TASK GOAL = Transcribe the data that follows, exactly and in full.

MATERIAL SHOWN =
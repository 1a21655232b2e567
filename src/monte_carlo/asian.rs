//! Arithmetic-average Asian options by Monte Carlo.
//!
//! Paths follow risk-neutral geometric Brownian motion on a uniform grid of
//! `num_steps` monitoring dates:
//!
//! ```text
//! S(t+Δt) = S(t) · exp((r − σ²/2)·Δt + σ·√Δt·Z),   Z ~ N(0, 1),   Δt = T / num_steps
//! ```
//!
//! The average is taken over the `num_steps` simulated prices (the initial
//! spot is not a monitoring date). Payoffs are discounted by `e^(−rT)`.
//!
//! Paths are simulated in blocks of [`PATHS_PER_STREAM`], one generator
//! stream per block. Per-block payoff moments are merged in block order, so
//! a seeded run gives the same bits whatever the thread count and whether or
//! not the `parallel` feature is enabled.

use serde::{Deserialize, Serialize};

#[cfg(feature = "parallel")]
use rayon::prelude::*;

use crate::conventions::discount_factor;
use crate::error::Result;
use crate::monte_carlo::config::SimulationConfig;
use crate::monte_carlo::rng::{stream_rngs, BoxMuller, PATHS_PER_STREAM};
use crate::payoff;
use crate::types::{ContractSpec, MarketState, OptionType};

/// Price estimate with its Monte Carlo standard error.
#[derive(Debug, Clone, Copy, PartialEq, Serialize, Deserialize)]
pub struct MonteCarloEstimate {
    /// Mean discounted payoff.
    pub price: f64,
    /// Standard error of `price` (sample standard deviation / √paths).
    pub std_error: f64,
    pub num_paths: usize,
}

/// Price an arithmetic-average Asian option.
///
/// # Errors
/// Returns [`OptionsError::InvalidParameter`](crate::OptionsError::InvalidParameter)
/// for invalid market or contract fields, or a zero `num_paths` / `num_steps`.
///
/// # Examples
/// ```
/// use optcalc::monte_carlo::{simulate_asian_option, SimulationConfig};
/// use optcalc::types::{ContractSpec, MarketState};
///
/// let market = MarketState::new(100.0, 0.05).unwrap();
/// let contract = ContractSpec::call(100.0, 1.0, 0.2).unwrap();
/// let config = SimulationConfig::new(2_000, 12).with_seed(7);
/// let a = simulate_asian_option(&market, &contract, &config).unwrap();
/// let b = simulate_asian_option(&market, &contract, &config).unwrap();
/// assert_eq!(a.to_bits(), b.to_bits());
/// ```
pub fn simulate_asian_option(
    market: &MarketState,
    contract: &ContractSpec,
    config: &SimulationConfig,
) -> Result<f64> {
    simulate_asian_option_with_error(market, contract, config).map(|e| e.price)
}

/// Price an arithmetic-average Asian option and report the standard error.
///
/// # Errors
/// Same as [`simulate_asian_option`].
pub fn simulate_asian_option_with_error(
    market: &MarketState,
    contract: &ContractSpec,
    config: &SimulationConfig,
) -> Result<MonteCarloEstimate> {
    market.validate()?;
    contract.validate()?;
    config.validate()?;

    let seed = config.seed.unwrap_or_else(rand::random);

    #[cfg(feature = "logging")]
    tracing::debug!(
        num_paths = config.num_paths,
        num_steps = config.num_steps,
        seed,
        seeded = config.seed.is_some(),
        "asian simulation started"
    );

    let grid = PathGrid::new(market, contract, config.num_steps);
    let num_streams = config.num_paths.div_ceil(PATHS_PER_STREAM);
    let block_len = |block: usize| PATHS_PER_STREAM.min(config.num_paths - block * PATHS_PER_STREAM);

    let streams = stream_rngs(seed, num_streams);

    #[cfg(feature = "parallel")]
    let blocks: Vec<PayoffMoments> = streams
        .into_par_iter()
        .enumerate()
        .map(|(block, rng)| grid.simulate_block(rng, block_len(block)))
        .collect();
    #[cfg(not(feature = "parallel"))]
    let blocks: Vec<PayoffMoments> = streams
        .into_iter()
        .enumerate()
        .map(|(block, rng)| grid.simulate_block(rng, block_len(block)))
        .collect();

    // Merged in block order so the result does not depend on scheduling.
    let total = blocks
        .iter()
        .fold(PayoffMoments::default(), |acc, b| acc.merge(b));

    let n = config.num_paths as f64;
    let df = discount_factor(market.risk_free_rate, contract.time_to_expiry);

    let estimate = MonteCarloEstimate {
        price: df * total.mean,
        std_error: df * (total.sample_variance() / n).sqrt(),
        num_paths: config.num_paths,
    };

    #[cfg(feature = "logging")]
    tracing::debug!(
        price = estimate.price,
        std_error = estimate.std_error,
        "asian simulation complete"
    );

    Ok(estimate)
}

/// Running mean and sum of squared deviations of undiscounted payoffs.
///
/// Accumulated with Welford's update and merged with Chan's pairwise
/// formula, so the variance never comes from subtracting two large,
/// nearly equal sums.
#[derive(Debug, Clone, Copy, Default)]
struct PayoffMoments {
    count: u64,
    mean: f64,
    m2: f64,
}

impl PayoffMoments {
    fn push(&mut self, x: f64) {
        self.count += 1;
        let delta = x - self.mean;
        self.mean += delta / self.count as f64;
        self.m2 += delta * (x - self.mean);
    }

    fn merge(self, other: &Self) -> Self {
        if other.count == 0 {
            return self;
        }
        if self.count == 0 {
            return *other;
        }
        let count = self.count + other.count;
        let (na, nb, n) = (self.count as f64, other.count as f64, count as f64);
        let delta = other.mean - self.mean;
        Self {
            count,
            mean: self.mean + delta * nb / n,
            m2: self.m2 + other.m2 + delta * delta * na * nb / n,
        }
    }

    /// Unbiased sample variance; zero for fewer than two observations.
    fn sample_variance(&self) -> f64 {
        if self.count > 1 {
            self.m2 / (self.count - 1) as f64
        } else {
            0.0
        }
    }
}

/// Per-step constants shared by every path.
struct PathGrid {
    spot: f64,
    strike: f64,
    option_type: OptionType,
    num_steps: usize,
    drift: f64,
    diffusion: f64,
}

impl PathGrid {
    fn new(market: &MarketState, contract: &ContractSpec, num_steps: usize) -> Self {
        let sigma = contract.volatility;
        let dt = contract.time_to_expiry / num_steps as f64;
        Self {
            spot: market.spot,
            strike: contract.strike,
            option_type: contract.option_type,
            num_steps,
            drift: (market.risk_free_rate - 0.5 * sigma * sigma) * dt,
            diffusion: sigma * dt.sqrt(),
        }
    }

    fn simulate_block<R: rand::Rng>(&self, rng: R, paths: usize) -> PayoffMoments {
        let mut normals = BoxMuller::new(rng);
        let mut block = PayoffMoments::default();
        for _ in 0..paths {
            let mut price = self.spot;
            let mut running = 0.0;
            for _ in 0..self.num_steps {
                price *= (self.drift + self.diffusion * normals.sample()).exp();
                running += price;
            }
            let average = running / self.num_steps as f64;
            let payoff = payoff::vanilla(self.option_type, average, self.strike);
            block.push(payoff);
        }
        block
    }
}
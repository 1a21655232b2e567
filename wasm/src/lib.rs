use wasm_bindgen::prelude::*;

mod error;
mod monte_carlo;
mod portfolio;
mod pricing;

pub use monte_carlo::simulate_asian_option;
pub use portfolio::{analyze_portfolio, analyze_portfolio_json, WasmPortfolioGreeks, POSITION_STRIDE};
pub use pricing::{implied_volatility, price_and_greeks, WasmPricingResult};

#[wasm_bindgen]
pub fn version() -> String {
    env!("CARGO_PKG_VERSION").to_string()
}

RESULT OF THIS TASK =
repository 1a21655232b2e567
filename src/monte_carlo/asian.rs
//! Arithmetic-average Asian options by Monte Carlo.
//!
//! Paths follow risk-neutral geometric Brownian motion on a uniform grid of
//! `num_steps` monitoring dates:
//!
//! ```text
//! S(t+Δt) = S(t) · exp((r − σ²/2)·Δt + σ·√Δt·Z),   Z ~ N(0, 1),   Δt = T / num_steps
//! ```
//!
//! The average is taken over the `num_steps` simulated prices (the initial
//! spot is not a monitoring date). Payoffs are discounted by `e^(−rT)`.
//!
//! Paths are simulated in blocks of [`PATHS_PER_STREAM`], one generator
//! stream per block. Per-block payoff moments are merged in block order, so
//! a seeded run gives the same bits whatever the thread count and whether or
//! not the `parallel` feature is enabled.

use serde::{Deserialize, Serialize};

#[cfg(feature = "parallel")]
use rayon::prelude::*;

use crate::conventions::discount_factor;
use crate::error::Result;
use crate::monte_carlo::config::SimulationConfig;
use crate::monte_carlo::rng::{stream_rngs, BoxMuller, PATHS_PER_STREAM};
use crate::payoff;
use crate::types::{ContractSpec, MarketState, OptionType};

/// Price estimate with its Monte Carlo standard error.
#[derive(Debug, Clone, Copy, PartialEq, Serialize, Deserialize)]
pub struct MonteCarloEstimate {
    /// Mean discounted payoff.
    pub price: f64,
    /// Standard error of `price` (sample standard deviation / √paths).
    pub std_error: f64,
    pub num_paths: usize,
}

/// Price an arithmetic-average Asian option.
///
/// # Errors
/// Returns [`OptionsError::InvalidParameter`](crate::OptionsError::InvalidParameter)
/// for invalid market or contract fields, or a zero `num_paths` / `num_steps`.
///
/// # Examples
/// ```
/// use optcalc::monte_carlo::{simulate_asian_option, SimulationConfig};
/// use optcalc::types::{ContractSpec, MarketState};
///
/// let market = MarketState::new(100.0, 0.05).unwrap();
/// let contract = ContractSpec::call(100.0, 1.0, 0.2).unwrap();
/// let config = SimulationConfig::new(2_000, 12).with_seed(7);
/// let a = simulate_asian_option(&market, &contract, &config).unwrap();
/// let b = simulate_asian_option(&market, &contract, &config).unwrap();
/// assert_eq!(a.to_bits(), b.to_bits());
/// ```
pub fn simulate_asian_option(
    market: &MarketState,
    contract: &ContractSpec,
    config: &SimulationConfig,
) -> Result<f64> {
    simulate_asian_option_with_error(market, contract, config).map(|e| e.price)
}

/// Price an arithmetic-average Asian option and report the standard error.
///
/// # Errors
/// Same as [`simulate_asian_option`].
pub fn simulate_asian_option_with_error(
    market: &MarketState,
    contract: &ContractSpec,
    config: &SimulationConfig,
) -> Result<MonteCarloEstimate> {
    market.validate()?;
    contract.validate()?;
    config.validate()?;

    let seed = config.seed.unwrap_or_else(rand::random);

    #[cfg(feature = "logging")]
    tracing::debug!(
        num_paths = config.num_paths,
        num_steps = config.num_steps,
        seed,
        seeded = config.seed.is_some(),
        "asian simulation started"
    );

    let grid = PathGrid::new(market, contract, config.num_steps);
    let num_streams = config.num_paths.div_ceil(PATHS_PER_STREAM);
    let block_len = |block: usize| PATHS_PER_STREAM.min(config.num_paths - block * PATHS_PER_STREAM);

    let streams = stream_rngs(seed, num_streams);

    #[cfg(feature = "parallel")]
    let blocks: Vec<PayoffMoments> = streams
        .into_par_iter()
        .enumerate()
        .map(|(block, rng)| grid.simulate_block(rng, block_len(block)))
        .collect();
    #[cfg(not(feature = "parallel"))]
    let blocks: Vec<PayoffMoments> = streams
        .into_iter()
        .enumerate()
        .map(|(block, rng)| grid.simulate_block(rng, block_len(block)))
        .collect();

    // Merged in block order so the result does not depend on scheduling.
    let total = blocks
        .iter()
        .fold(PayoffMoments::default(), |acc, b| acc.merge(b));

    let n = config.num_paths as f64;
    let df = discount_factor(market.risk_free_rate, contract.time_to_expiry);

    let estimate = MonteCarloEstimate {
        price: df * total.mean,
        std_error: df * (total.sample_variance() / n).sqrt(),
        num_paths: config.num_paths,
    };

    #[cfg(feature = "logging")]
    tracing::debug!(
        price = estimate.price,
        std_error = estimate.std_error,
        "asian simulation complete"
    );

    Ok(estimate)
}

/// Running mean and sum of squared deviations of undiscounted payoffs.
///
/// Accumulated with Welford's update and merged with Chan's pairwise
/// formula, so the variance never comes from subtracting two large,
/// nearly equal sums.
#[derive(Debug, Clone, Copy, Default)]
struct PayoffMoments {
    count: u64,
    mean: f64,
    m2: f64,
}

impl PayoffMoments {
    fn push(&mut self, x: f64) {
        self.count += 1;
        let delta = x - self.mean;
        self.mean += delta / self.count as f64;
        self.m2 += delta * (x - self.mean);
    }

    fn merge(self, other: &Self) -> Self {
        if other.count == 0 {
            return self;
        }
        if self.count == 0 {
            return *other;
        }
        let count = self.count + other.count;
        let (na, nb, n) = (self.count as f64, other.count as f64, count as f64);
        let delta = other.mean - self.mean;
        Self {
            count,
            mean: self.mean + delta * nb / n,
            m2: self.m2 + other.m2 + delta * delta * na * nb / n,
        }
    }

    /// Unbiased sample variance; zero for fewer than two observations.
    fn sample_variance(&self) -> f64 {
        if self.count > 1 {
            self.m2 / (self.count - 1) as f64
        } else {
            0.0
        }
    }
}

/// Per-step constants shared by every path.
struct PathGrid {
    spot: f64,
    strike: f64,
    option_type: OptionType,
    num_steps: usize,
    drift: f64,
    diffusion: f64,
}

impl PathGrid {
    fn new(market: &MarketState, contract: &ContractSpec, num_steps: usize) -> Self {
        let sigma = contract.volatility;
        let dt = contract.time_to_expiry / num_steps as f64;
        Self {
            spot: market.spot,
            strike: contract.strike,
            option_type: contract.option_type,
            num_steps,
            drift: (market.risk_free_rate - 0.5 * sigma * sigma) * dt,
            diffusion: sigma * dt.sqrt(),
        }
    }

    fn simulate_block<R: rand::Rng>(&self, rng: R, paths: usize) -> PayoffMoments {
        let mut normals = BoxMuller::new(rng);
        let mut block = PayoffMoments::default();
        for _ in 0..paths {
            let mut price = self.spot;
            let mut running = 0.0;
            for _ in 0..self.num_steps {
                price *= (self.drift + self.diffusion * normals.sample()).exp();
                running += price;
            }
            let average = running / self.num_steps as f64;
            let payoff = payoff::vanilla(self.option_type, average, self.strike);
            block.push(payoff);
        }
        block
    }
}
repository 1a21655232b2e567
filename wasm/src/lib.rs
use wasm_bindgen::prelude::*;

mod error;
mod monte_carlo;
mod portfolio;
mod pricing;

pub use monte_carlo::simulate_asian_option;
pub use portfolio::{analyze_portfolio, analyze_portfolio_json, WasmPortfolioGreeks, POSITION_STRIDE};
pub use pricing::{implied_volatility, price_and_greeks, WasmPricingResult};

#[wasm_bindgen]
pub fn version() -> String {
    env!("CARGO_PKG_VERSION").to_string()
}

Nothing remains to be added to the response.